A Story of bell hooks

The first thing you had to know about her was that she spelled her name in all lower case letters. bell hooks. Writing a syllabus, or an article, you had to correct the auto-correct when you typed. Of course, it made you hyper-conscious of her name. But it was neither a rhetorical trick nor a mannerism, I think. Instead, it was an argument, one she maintained throughout her life. It was a way of saying we were all—speaker and listener, teacher and student—one, alike in our smallness, alike in our uniqueness. If we can see ourselves as lower case listeners, helpers, lovers, and friends, she implies, we move beyond what separates us. We might move beyond Class, Gender, Race and the ugly negatives those big words call up—injustice, inequality, intolerance.  We could take up instead the truly big ideas of mutual respect and connection. 

Like many in our field, I first encountered bell hooks in Teaching to Transgress. The book changed my teaching life. She was frank, so refreshing, as she spoke about racism and the walls of custom and distance teachers must break down. “I celebrate teaching that enables transgression,” she proclaimed, echoing Freire. “It is that movement which makes education the practice of freedom.” Reading her, I felt her honesty. I felt I knew her.  

I got the chance several years later.  She came to my university for three days as part of a two-year program on race and gender, which had brought together twenty or so professors across disciplines.  My colleague Ben and I met her at the airport, and we took her to lunch.  She had a merry face and spoke with energy and humor about her work. But I truly realized how engaged she was when, at the end of our meal she looked across the table with a little smirk. “Why haven’t you asked me about Kentucky?” she said. “You’re a Kentucky girl too.” She laughed, and I, surprised that she knew about me, stammered something and laughed too.   Driving back to the building on campus where she was to stay, she asked about shopping in town. “I see a TJ Maxx over there,” she smiled. So we shopped. Ben stood in the front of the store while bell and I looked for candle-holders and soap and undergarments. We bought bras. By the time I took her to the little pink and frilly room in the Faculty Center, it seemed we were friends.  

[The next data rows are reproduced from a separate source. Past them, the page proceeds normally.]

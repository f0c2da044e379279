use std::{
    fs,
    path::{Path, PathBuf},
    process,
};

use newsdesk::{
    application::{
        error::AppError,
        export::{ARTICLE_FILE, Exporter},
        publish::ArticleService,
    },
    config,
    domain::content::Content,
    infra::{error::InfraError, publish::PublishClient, telemetry},
};
use serde::Serialize;
use tracing::{Dispatch, Level, dispatcher, error, info};
use tracing_subscriber::fmt as tracing_fmt;

#[tokio::main]
async fn main() {
    if let Err(error) = run().await {
        report_application_error(&error);
        process::exit(1);
    }
}

fn report_application_error(error: &AppError) {
    let report = error.report();
    if dispatcher::has_been_set() {
        error!(error = %error, causes = ?report.messages, "application error");
        return;
    }

    let subscriber = tracing_fmt()
        .with_max_level(Level::ERROR)
        .with_writer(std::io::stderr)
        .finish();
    let dispatch = Dispatch::new(subscriber);
    dispatcher::with_default(&dispatch, || {
        error!(error = %error, causes = ?report.messages, "application error");
    });
}

async fn run() -> Result<(), AppError> {
    let (cli_args, settings) = config::load_with_cli()?;

    telemetry::init(&settings.logging)?;

    match cli_args.command {
        config::Command::Export(args) => run_export(settings, args),
        config::Command::Publish(args) => {
            let content = read_content(&args.file)?;
            let article = article_service(&settings)?.publish(&content).await?;
            print_json(&article)
        }
        config::Command::Update(args) => {
            let content = read_content(&args.file)?;
            let article = article_service(&settings)?
                .update(&args.id, &args.revision, &content)
                .await?;
            print_json(&article)
        }
        config::Command::Fetch(args) => {
            let article = article_service(&settings)?.fetch(&args.id).await?;
            print_json(&article)
        }
        config::Command::Delete(args) => {
            let confirmed = article_service(&settings)?.delete(&args.id).await?;
            info!(
                target = "newsdesk::delete",
                article_id = %args.id,
                confirmed,
                "Delete completed"
            );
            Ok(())
        }
        config::Command::Channel(_) => {
            let channel = article_service(&settings)?.channel().await?;
            print_json(&channel)
        }
        config::Command::Sections(_) => {
            let sections = article_service(&settings)?.sections().await?;
            print_json(&sections)
        }
    }
}

fn run_export(settings: config::Settings, args: config::ExportArgs) -> Result<(), AppError> {
    let content = read_content(&args.file)?;
    let exporter = Exporter::new(settings.export);

    info!(
        target = "newsdesk::export",
        content_id = %content.id,
        path = %args.file.display(),
        "Starting export"
    );

    let exported = exporter.export(&content)?;
    let Some(output) = args.output else {
        println!("{}", exported.json());
        exported.close().map_err(InfraError::from)?;
        return Ok(());
    };

    fs::create_dir_all(&output).map_err(InfraError::from)?;
    fs::copy(exported.article_path(), output.join(ARTICLE_FILE)).map_err(InfraError::from)?;
    let mut written: Vec<PathBuf> = vec![output.join(ARTICLE_FILE)];
    for bundle in exported.bundles() {
        let Some(name) = bundle.file_name() else {
            continue;
        };
        let destination = output.join(name);
        fs::copy(bundle, &destination).map_err(InfraError::from)?;
        written.push(destination);
    }
    exported.close().map_err(InfraError::from)?;

    info!(
        target = "newsdesk::export",
        output = %output.display(),
        files = written.len(),
        "Export completed"
    );
    Ok(())
}

fn article_service(settings: &config::Settings) -> Result<ArticleService, AppError> {
    let api = &settings.api;
    let client = PublishClient::new(api.base_url()?.as_str(), api.credentials()?)?
        .with_timeouts(api.get_timeout, api.upload_timeout);
    Ok(ArticleService::new(
        Exporter::new(settings.export.clone()),
        client,
        api.channel_id()?,
    ))
}

fn read_content(path: &Path) -> Result<Content, AppError> {
    let raw = fs::read_to_string(path)
        .map_err(|err| InfraError::content_file(path.display().to_string(), err.to_string()))?;
    let content: Content = serde_json::from_str(&raw)
        .map_err(|err| InfraError::content_file(path.display().to_string(), err.to_string()))?;
    Ok(content)
}

fn print_json<T: Serialize>(value: &T) -> Result<(), AppError> {
    let out = serde_json::to_string_pretty(value)
        .map_err(|err| AppError::unexpected(format!("failed to render output: {err}")))?;
    println!("{out}");
    Ok(())
}
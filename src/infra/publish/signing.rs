//! `HHMAC` request signing.
//!
//! The signed string is `VERB + URL + date`, followed by the content type and
//! the raw body for requests that carry one. The key is the base64-decoded
//! API secret.

use std::fmt;

use base64::{Engine as _, engine::general_purpose::STANDARD};
use hmac::{Hmac, KeyInit, Mac};
use sha2::Sha256;
use time::{OffsetDateTime, format_description::BorrowedFormatItem, macros::format_description};

use super::error::PublishError;

type HmacSha256 = Hmac<Sha256>;

/// Second-precision UTC timestamp the API expects in the `date` field.
const DATE_FORMAT: &[BorrowedFormatItem<'static>] =
    format_description!("[year]-[month]-[day]T[hour]:[minute]:[second]Z");

/// API key and base64-encoded secret. Never persisted by this crate.
#[derive(Clone, PartialEq, Eq)]
pub struct Credentials {
    key: String,
    secret: String,
}

impl Credentials {
    pub fn new(key: impl Into<String>, secret: impl Into<String>) -> Self {
        Self {
            key: key.into(),
            secret: secret.into(),
        }
    }

    pub fn key(&self) -> &str {
        &self.key
    }

    fn secret_bytes(&self) -> Result<Vec<u8>, PublishError> {
        STANDARD
            .decode(self.secret.trim())
            .map_err(PublishError::InvalidSecret)
    }
}

impl fmt::Debug for Credentials {
    fn fmt(&self, f: &mut fmt::Formatter<'_>) -> fmt::Result {
        f.debug_struct("Credentials")
            .field("key", &self.key)
            .field("secret", &"<redacted>")
            .finish()
    }
}

/// Body and content type of a signed POST.
#[derive(Debug, Clone, Copy)]
pub struct SignedBody<'a> {
    pub content_type: &'a str,
    pub bytes: &'a [u8],
}

pub fn format_date(at: OffsetDateTime) -> Result<String, PublishError> {
    Ok(at.to_offset(time::UtcOffset::UTC).format(DATE_FORMAT)?)
}

/// Date for a request about to be sent.
pub fn current_date() -> Result<String, PublishError> {
    format_date(OffsetDateTime::now_utc())
}

/// Bytes fed to the HMAC.
pub fn canonical_request(
    method: &str,
    url: &str,
    date: &str,
    body: Option<SignedBody<'_>>,
) -> Vec<u8> {
    let mut info = Vec::with_capacity(method.len() + url.len() + date.len());
    info.extend_from_slice(method.to_ascii_uppercase().as_bytes());
    info.extend_from_slice(url.as_bytes());
    info.extend_from_slice(date.as_bytes());
    if let Some(body) = body {
        info.extend_from_slice(body.content_type.as_bytes());
        info.extend_from_slice(body.bytes);
    }
    info
}

/// `base64(hmac_sha256(decoded_secret, request_info))`.
pub fn sign(credentials: &Credentials, request_info: &[u8]) -> Result<String, PublishError> {
    let key = credentials.secret_bytes()?;
    let mut mac = <HmacSha256 as KeyInit>::new_from_slice(&key)
        .map_err(|err| PublishError::InvalidKeyLength(err.to_string()))?;
    mac.update(request_info);
    Ok(STANDARD.encode(mac.finalize().into_bytes()))
}

/// Full `Authorization` header value for one request.
pub fn authorization(
    credentials: &Credentials,
    method: &str,
    url: &str,
    date: &str,
    body: Option<SignedBody<'_>>,
) -> Result<String, PublishError> {
    let signature = sign(credentials, &canonical_request(method, url, date, body))?;
    Ok(format!(
        "HHMAC; key={}; signature={signature}; date={date}",
        credentials.key
    ))
}

#[cfg(test)]
mod tests {
    use time::macros::datetime;

    use super::*;

    fn credentials() -> Credentials {
        Credentials::new("key-id", "c2VjcmV0LWtleQ==")
    }

    #[test]
    fn hmac_matches_rfc4231_case_two() {
        let jefe = Credentials::new("k", "SmVmZQ==");
        let signature = sign(&jefe, b"what do ya want for nothing?").expect("sign");
        assert_eq!(signature, "W9zBRr9gdU5qBCQmCJV1x1oAPwidJzmDnexYuWTsOEM=");
    }

    #[test]
    fn get_signature_regression() {
        let header = authorization(
            &credentials(),
            "GET",
            "https://news-api.example.com/articles/abc",
            "2015-08-27T19:01:27Z",
            None,
        )
        .expect("header");
        assert_eq!(
            header,
            "HHMAC; key=key-id; signature=CpbFrVQmLKuNT9ZBP71VCVTR3mdt00CqrmXJ1udwuH4=; date=2015-08-27T19:01:27Z"
        );
    }

    #[test]
    fn post_signature_covers_content_type_and_body() {
        let body = SignedBody {
            content_type: "multipart/form-data; boundary=xyz",
            bytes: b"--xyz--",
        };
        let info = canonical_request(
            "POST",
            "https://news-api.example.com/channels/chan/articles",
            "2015-08-27T19:01:27Z",
            Some(body),
        );
        assert_eq!(
            sign(&credentials(), &info).expect("sign"),
            "QSPSd+LoQAxtVYiRfJe1DG+dEhoGzJZHvlxb8RlGxMo="
        );
    }

    #[test]
    fn signing_is_deterministic() {
        let info = canonical_request("DELETE", "https://e.x/articles/1", "2020-01-01T00:00:00Z", None);
        let first = sign(&credentials(), &info).expect("sign");
        let second = sign(&credentials(), &info).expect("sign");
        assert_eq!(first, second);
    }

    #[test]
    fn dates_are_second_precision_utc() {
        let at = datetime!(2015-08-27 21:01:27.654 +02:00);
        assert_eq!(format_date(at).expect("date"), "2015-08-27T19:01:27Z");
    }

    #[test]
    fn non_base64_secret_is_rejected() {
        let bad = Credentials::new("k", "not base64!!");
        assert!(matches!(
            sign(&bad, b"x"),
            Err(PublishError::InvalidSecret(_))
        ));
    }

    #[test]
    fn debug_output_hides_the_secret() {
        let rendered = format!("{:?}", credentials());
        assert!(!rendered.contains("c2VjcmV0"));
    }
}
fn media_source(element: &Element) -> Option<String> {
    element
        .attr("src")
        .or_else(|| {
            element
                .descendants_named("source")
                .into_iter()
                .find_map(|source| source.attr("src"))
        })
        .map(normalize_scheme)
}

fn normalize_scheme(src: &str) -> String {
    let src = src.trim();
    match src.strip_prefix("//") {
        Some(rest) => format!("https://{rest}"),
        None => src.to_string(),
    }
}

fn is_remote(src: &str) -> bool {
    src.starts_with("https://") || src.starts_with("http://")
}

fn plain_text(nodes: &[Node]) -> String {
    nodes.iter().map(Node::text_content).collect()
}

fn collapse_whitespace(text: &str) -> String {
    text.split_whitespace().collect::<Vec<_>>().join(" ")
}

The next day at the workshop, she began with a question for all of us seated in our large circle. “Tell me one thing that’s great about you,” she began. We went around the circle. I was the second one to speak. “I’m a loyal friend,” I said. She looked hard at me. “That’s not enough,” she told me. Or something very like. I was a little stunned, a bit hurt. We completed the opening discussion, everyone offering something, no one challenged but me.  

The workshop was invigorating, thrilling even. Her talk the next night electrified her audience, many of them students. I thanked her enthusiastically; someone else took her to the airport. bell was all I had thought her to be from my reading. But it took me awhile to understand her message—and it was that—to me. She knew, I finally came to see, that I hadn’t been honest. I had given a suitable answer and a “true” one, but not a vulnerable one. You can’t be a friend unless you show your self. 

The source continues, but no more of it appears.